• [What you will do]: Where the listing below reaches the line containing "deployments without an", start writing out lines exactly, and stop once the line containing "message was accepted" has been written.
[[ Input records open ]]
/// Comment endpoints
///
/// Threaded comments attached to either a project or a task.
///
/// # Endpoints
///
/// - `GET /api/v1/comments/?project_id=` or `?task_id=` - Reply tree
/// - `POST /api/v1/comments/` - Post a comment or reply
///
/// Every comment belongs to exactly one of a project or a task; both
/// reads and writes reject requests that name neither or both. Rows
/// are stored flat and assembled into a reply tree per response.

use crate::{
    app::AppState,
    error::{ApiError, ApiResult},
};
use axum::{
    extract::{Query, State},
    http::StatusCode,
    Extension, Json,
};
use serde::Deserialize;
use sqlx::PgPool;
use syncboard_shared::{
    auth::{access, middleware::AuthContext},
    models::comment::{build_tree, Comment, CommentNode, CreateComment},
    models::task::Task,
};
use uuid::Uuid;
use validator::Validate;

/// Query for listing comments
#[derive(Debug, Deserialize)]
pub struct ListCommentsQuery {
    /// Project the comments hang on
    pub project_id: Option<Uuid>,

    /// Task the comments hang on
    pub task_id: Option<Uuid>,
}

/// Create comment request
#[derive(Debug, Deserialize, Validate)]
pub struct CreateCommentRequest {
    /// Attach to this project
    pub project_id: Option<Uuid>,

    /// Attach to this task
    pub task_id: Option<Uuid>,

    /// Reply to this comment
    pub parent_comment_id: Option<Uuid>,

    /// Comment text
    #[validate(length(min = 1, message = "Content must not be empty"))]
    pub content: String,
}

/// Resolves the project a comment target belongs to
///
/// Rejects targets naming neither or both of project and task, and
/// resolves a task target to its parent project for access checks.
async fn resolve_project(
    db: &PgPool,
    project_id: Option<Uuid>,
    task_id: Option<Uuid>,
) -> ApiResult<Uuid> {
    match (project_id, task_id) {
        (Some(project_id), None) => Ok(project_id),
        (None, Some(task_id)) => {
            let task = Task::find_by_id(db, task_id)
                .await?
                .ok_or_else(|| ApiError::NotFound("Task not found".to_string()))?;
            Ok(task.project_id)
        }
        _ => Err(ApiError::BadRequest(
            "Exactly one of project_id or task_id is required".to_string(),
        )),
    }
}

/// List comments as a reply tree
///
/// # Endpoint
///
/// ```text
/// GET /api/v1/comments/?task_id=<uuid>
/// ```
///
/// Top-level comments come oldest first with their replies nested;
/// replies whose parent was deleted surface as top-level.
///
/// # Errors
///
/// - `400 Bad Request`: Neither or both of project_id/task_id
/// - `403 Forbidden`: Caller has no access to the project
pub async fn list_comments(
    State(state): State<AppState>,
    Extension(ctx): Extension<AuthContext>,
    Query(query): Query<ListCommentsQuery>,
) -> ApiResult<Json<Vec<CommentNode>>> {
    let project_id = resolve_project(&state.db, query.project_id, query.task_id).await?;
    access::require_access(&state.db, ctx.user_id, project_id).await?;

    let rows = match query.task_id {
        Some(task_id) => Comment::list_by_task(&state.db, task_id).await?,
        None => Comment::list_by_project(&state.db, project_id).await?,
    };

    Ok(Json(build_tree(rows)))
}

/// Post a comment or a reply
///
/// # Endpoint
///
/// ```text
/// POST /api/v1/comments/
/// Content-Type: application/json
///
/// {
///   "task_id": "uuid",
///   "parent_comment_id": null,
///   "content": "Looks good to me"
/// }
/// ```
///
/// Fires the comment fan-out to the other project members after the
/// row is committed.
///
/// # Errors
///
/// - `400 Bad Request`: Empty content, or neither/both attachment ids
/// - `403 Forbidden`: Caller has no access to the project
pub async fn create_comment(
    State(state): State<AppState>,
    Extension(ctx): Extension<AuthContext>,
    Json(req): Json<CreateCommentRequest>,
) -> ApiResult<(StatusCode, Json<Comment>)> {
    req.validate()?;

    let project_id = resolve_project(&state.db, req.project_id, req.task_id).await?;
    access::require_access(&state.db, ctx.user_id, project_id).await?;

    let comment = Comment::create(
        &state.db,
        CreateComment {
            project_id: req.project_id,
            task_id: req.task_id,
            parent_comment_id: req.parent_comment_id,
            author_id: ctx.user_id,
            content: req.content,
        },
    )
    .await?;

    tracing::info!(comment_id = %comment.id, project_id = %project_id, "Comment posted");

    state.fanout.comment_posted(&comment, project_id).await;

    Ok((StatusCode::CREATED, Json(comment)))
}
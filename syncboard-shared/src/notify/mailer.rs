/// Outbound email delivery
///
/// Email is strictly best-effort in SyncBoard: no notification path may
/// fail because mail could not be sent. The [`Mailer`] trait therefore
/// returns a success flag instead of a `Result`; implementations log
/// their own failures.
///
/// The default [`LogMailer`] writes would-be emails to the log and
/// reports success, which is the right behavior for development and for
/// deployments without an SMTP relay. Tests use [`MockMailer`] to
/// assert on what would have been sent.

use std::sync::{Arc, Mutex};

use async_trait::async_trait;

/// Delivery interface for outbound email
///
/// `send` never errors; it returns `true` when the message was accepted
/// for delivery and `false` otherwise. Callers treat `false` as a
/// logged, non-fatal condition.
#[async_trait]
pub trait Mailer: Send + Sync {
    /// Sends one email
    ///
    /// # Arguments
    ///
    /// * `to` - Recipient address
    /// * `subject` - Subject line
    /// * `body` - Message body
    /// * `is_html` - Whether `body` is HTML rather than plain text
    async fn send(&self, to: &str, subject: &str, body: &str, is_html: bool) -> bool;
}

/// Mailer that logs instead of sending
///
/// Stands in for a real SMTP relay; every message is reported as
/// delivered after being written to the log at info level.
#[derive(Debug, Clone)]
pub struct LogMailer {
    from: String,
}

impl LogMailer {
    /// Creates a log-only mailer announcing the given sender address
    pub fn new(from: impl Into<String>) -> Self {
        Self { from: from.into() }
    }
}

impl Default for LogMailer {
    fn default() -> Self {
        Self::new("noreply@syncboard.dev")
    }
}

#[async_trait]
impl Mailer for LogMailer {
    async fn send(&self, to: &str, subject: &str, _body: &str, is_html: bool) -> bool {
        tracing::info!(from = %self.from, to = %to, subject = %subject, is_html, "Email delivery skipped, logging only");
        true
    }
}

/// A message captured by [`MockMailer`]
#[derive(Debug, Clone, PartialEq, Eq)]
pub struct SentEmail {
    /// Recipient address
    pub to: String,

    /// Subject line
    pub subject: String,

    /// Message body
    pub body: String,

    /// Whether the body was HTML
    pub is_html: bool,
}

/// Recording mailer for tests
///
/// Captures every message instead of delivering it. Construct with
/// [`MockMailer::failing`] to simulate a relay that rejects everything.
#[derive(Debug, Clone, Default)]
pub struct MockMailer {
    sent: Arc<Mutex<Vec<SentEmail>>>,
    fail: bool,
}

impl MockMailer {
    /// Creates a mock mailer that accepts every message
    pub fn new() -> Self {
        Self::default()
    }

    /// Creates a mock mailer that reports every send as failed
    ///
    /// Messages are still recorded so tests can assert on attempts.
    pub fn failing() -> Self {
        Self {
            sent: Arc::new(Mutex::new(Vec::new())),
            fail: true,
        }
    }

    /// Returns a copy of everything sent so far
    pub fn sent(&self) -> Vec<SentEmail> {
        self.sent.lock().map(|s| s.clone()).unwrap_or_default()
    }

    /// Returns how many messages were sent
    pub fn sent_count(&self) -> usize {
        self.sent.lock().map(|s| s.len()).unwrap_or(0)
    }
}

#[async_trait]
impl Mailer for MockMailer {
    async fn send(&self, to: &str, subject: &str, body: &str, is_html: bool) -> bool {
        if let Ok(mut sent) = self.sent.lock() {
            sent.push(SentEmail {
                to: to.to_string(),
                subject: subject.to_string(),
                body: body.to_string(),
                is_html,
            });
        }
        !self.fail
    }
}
[[ Input records closed ]]
• [Exercise response]:
/// deployments without an SMTP relay. Tests use [`MockMailer`] to
/// assert on what would have been sent.

use std::sync::{Arc, Mutex};

use async_trait::async_trait;

/// Delivery interface for outbound email
///
/// `send` never errors; it returns `true` when the message was accepted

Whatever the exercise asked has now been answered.